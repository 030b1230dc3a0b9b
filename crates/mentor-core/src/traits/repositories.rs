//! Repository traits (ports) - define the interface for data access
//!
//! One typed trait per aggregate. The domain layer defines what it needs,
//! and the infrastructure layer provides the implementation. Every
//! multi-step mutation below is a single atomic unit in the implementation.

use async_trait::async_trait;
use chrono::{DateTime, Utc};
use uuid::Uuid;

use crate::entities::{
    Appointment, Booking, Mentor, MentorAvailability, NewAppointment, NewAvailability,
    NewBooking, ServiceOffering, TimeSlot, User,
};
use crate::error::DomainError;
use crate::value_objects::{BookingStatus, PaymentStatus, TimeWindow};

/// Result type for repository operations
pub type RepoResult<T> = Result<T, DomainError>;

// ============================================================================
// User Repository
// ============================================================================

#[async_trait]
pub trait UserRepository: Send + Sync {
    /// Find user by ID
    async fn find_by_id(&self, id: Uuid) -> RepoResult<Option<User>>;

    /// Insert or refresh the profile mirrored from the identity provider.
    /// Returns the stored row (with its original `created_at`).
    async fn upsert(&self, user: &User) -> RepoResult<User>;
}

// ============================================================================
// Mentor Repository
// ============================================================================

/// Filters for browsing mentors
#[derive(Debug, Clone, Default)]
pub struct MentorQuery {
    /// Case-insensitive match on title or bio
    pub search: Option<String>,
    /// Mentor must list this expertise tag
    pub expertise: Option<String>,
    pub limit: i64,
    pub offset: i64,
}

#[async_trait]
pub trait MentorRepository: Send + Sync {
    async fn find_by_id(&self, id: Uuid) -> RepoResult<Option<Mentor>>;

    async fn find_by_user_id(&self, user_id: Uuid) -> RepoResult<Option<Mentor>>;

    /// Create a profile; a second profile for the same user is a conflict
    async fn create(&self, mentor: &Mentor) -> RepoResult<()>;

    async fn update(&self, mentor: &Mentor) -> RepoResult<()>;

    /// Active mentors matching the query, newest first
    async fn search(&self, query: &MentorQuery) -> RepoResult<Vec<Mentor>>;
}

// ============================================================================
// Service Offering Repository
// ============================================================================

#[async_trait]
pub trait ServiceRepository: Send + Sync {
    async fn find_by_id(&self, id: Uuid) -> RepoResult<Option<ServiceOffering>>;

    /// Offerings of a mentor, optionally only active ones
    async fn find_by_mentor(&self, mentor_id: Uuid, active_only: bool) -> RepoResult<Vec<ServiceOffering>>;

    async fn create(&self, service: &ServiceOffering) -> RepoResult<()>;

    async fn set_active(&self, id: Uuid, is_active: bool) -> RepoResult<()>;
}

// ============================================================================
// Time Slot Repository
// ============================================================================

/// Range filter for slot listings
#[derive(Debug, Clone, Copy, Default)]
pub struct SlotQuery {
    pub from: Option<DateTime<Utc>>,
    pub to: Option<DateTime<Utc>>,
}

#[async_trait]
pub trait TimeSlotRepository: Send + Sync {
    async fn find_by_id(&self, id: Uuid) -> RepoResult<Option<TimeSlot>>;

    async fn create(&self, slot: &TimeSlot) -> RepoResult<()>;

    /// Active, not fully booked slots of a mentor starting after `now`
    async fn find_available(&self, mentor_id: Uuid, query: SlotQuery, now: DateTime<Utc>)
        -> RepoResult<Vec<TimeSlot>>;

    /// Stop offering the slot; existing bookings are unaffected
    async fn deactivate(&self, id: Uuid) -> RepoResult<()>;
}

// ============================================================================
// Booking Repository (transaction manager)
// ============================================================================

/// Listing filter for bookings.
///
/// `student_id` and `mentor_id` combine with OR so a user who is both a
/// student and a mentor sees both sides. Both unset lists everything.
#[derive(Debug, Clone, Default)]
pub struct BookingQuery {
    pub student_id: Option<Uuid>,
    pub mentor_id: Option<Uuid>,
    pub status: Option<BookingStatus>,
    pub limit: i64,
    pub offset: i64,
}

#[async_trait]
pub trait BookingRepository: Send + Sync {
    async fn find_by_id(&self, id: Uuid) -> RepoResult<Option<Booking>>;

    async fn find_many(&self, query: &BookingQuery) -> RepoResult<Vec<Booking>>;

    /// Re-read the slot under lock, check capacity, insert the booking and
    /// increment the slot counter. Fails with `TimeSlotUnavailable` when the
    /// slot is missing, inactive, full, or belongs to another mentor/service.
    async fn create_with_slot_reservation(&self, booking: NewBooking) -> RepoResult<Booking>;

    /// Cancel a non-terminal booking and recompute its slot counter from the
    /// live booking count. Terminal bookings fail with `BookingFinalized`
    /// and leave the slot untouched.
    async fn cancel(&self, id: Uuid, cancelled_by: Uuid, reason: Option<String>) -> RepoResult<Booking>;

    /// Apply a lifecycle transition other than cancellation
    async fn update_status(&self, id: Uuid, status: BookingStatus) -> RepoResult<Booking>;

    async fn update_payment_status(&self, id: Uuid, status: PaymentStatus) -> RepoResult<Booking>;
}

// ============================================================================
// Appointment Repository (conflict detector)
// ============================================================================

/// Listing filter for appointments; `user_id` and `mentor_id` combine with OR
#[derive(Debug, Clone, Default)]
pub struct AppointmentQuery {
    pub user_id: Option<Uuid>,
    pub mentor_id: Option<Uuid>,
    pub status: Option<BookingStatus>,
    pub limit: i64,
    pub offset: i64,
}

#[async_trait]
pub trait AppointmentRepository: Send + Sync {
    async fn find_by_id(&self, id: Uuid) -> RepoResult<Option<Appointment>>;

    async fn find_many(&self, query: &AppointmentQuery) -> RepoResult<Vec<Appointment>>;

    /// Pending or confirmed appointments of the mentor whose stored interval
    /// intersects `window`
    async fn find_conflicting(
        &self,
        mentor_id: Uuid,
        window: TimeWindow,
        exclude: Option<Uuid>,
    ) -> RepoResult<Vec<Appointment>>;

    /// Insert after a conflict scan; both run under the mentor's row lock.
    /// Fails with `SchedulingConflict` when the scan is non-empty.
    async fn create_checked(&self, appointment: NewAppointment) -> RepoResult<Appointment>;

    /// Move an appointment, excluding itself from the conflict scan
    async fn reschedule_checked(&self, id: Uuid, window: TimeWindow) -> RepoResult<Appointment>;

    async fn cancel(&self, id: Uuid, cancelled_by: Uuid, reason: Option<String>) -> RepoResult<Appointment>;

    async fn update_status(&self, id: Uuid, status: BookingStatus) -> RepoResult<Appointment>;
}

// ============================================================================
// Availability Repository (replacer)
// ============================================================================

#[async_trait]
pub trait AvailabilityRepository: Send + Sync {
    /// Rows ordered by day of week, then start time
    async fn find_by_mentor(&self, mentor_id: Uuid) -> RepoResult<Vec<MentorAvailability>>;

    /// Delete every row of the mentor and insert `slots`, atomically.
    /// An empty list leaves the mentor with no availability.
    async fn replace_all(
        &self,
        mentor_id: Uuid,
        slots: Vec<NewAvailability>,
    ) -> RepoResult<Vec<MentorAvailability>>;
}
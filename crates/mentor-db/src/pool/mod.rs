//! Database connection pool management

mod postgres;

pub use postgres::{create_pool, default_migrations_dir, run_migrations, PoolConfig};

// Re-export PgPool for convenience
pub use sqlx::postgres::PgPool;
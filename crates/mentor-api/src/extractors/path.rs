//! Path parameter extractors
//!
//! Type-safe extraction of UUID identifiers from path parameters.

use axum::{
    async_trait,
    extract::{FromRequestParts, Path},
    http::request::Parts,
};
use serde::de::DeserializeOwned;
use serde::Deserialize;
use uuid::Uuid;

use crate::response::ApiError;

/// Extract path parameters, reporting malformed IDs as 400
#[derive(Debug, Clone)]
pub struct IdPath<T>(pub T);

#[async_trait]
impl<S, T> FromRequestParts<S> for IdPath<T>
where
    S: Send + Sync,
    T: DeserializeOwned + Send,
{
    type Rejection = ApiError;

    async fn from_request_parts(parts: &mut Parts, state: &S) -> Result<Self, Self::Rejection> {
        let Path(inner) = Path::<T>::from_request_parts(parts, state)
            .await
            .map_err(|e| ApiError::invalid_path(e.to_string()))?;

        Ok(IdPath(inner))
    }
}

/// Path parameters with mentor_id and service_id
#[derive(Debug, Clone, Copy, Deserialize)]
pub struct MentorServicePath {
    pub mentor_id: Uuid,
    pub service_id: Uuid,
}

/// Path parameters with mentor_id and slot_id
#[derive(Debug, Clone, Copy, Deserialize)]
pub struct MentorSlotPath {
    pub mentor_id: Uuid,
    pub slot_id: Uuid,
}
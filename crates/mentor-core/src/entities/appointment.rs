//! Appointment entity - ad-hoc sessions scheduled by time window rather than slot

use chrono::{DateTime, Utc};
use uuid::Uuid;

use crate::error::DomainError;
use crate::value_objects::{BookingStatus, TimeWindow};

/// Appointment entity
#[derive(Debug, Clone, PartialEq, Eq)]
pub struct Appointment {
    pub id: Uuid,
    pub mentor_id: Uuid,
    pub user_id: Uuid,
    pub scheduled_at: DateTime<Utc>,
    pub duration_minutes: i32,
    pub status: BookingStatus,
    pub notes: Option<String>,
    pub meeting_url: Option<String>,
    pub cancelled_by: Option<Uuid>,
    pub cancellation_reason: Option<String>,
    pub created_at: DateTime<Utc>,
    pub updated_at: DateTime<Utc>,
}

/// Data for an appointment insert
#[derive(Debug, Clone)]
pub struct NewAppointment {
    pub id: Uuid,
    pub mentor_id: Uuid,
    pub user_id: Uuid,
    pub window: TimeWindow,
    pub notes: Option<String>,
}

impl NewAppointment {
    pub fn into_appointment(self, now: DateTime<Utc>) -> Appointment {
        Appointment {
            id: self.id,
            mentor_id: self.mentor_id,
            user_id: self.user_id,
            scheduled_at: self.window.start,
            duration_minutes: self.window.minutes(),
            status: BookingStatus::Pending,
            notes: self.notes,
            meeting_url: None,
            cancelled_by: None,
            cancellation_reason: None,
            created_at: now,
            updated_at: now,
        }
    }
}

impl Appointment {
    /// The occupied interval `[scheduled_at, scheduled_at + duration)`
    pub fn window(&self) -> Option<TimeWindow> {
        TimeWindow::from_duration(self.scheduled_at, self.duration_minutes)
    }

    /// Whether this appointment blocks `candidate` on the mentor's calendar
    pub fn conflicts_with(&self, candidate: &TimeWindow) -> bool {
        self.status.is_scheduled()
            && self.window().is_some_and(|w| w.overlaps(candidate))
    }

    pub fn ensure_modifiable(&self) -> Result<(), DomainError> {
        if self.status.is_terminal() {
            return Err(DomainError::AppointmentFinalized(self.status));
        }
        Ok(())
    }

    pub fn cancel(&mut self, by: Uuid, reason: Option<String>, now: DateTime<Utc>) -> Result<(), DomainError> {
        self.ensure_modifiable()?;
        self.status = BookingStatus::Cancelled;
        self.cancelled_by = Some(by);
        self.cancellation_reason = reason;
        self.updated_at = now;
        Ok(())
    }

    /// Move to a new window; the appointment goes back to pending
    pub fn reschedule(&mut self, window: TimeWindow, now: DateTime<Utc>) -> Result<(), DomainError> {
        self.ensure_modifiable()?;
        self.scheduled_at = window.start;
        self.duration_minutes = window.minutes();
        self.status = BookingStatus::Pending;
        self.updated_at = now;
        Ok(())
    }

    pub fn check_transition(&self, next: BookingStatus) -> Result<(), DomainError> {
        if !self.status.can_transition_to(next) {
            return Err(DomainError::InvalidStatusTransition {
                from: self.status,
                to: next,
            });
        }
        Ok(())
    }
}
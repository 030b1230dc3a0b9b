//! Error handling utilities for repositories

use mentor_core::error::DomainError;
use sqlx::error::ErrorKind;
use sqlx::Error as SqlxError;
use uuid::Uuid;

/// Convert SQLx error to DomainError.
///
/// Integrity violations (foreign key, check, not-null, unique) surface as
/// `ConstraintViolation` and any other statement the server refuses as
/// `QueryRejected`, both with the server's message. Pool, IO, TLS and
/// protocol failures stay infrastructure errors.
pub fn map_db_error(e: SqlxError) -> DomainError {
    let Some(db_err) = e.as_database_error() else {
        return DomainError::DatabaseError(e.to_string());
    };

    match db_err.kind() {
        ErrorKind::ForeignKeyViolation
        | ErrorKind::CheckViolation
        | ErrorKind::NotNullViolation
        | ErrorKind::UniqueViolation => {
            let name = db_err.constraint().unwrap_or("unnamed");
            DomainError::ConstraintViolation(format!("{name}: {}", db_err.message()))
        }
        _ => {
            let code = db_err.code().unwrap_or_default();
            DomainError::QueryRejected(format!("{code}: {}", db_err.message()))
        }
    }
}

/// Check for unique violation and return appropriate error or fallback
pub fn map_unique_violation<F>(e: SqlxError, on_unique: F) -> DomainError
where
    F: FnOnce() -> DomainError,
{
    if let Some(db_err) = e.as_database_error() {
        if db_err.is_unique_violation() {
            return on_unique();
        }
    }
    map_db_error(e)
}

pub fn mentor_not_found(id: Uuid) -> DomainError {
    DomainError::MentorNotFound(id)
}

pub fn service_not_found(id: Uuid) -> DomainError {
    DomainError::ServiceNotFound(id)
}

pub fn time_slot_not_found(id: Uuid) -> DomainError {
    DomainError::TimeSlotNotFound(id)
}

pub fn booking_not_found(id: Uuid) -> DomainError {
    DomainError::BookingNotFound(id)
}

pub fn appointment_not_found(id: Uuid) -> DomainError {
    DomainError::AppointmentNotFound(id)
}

- _WHAT NEEDS TO BE DONE_: Copy the lines above exactly. Start with the line containing "pub trait UserRepository: Send", end with the line containing "Returns the stored", and include both.

- _EXERCISE RESULT_:
pub trait UserRepository: Send + Sync {
    /// Find user by ID
    async fn find_by_id(&self, id: Uuid) -> RepoResult<Option<User>>;

    /// Insert or refresh the profile mirrored from the identity provider.
    /// Returns the stored row (with its original `created_at`).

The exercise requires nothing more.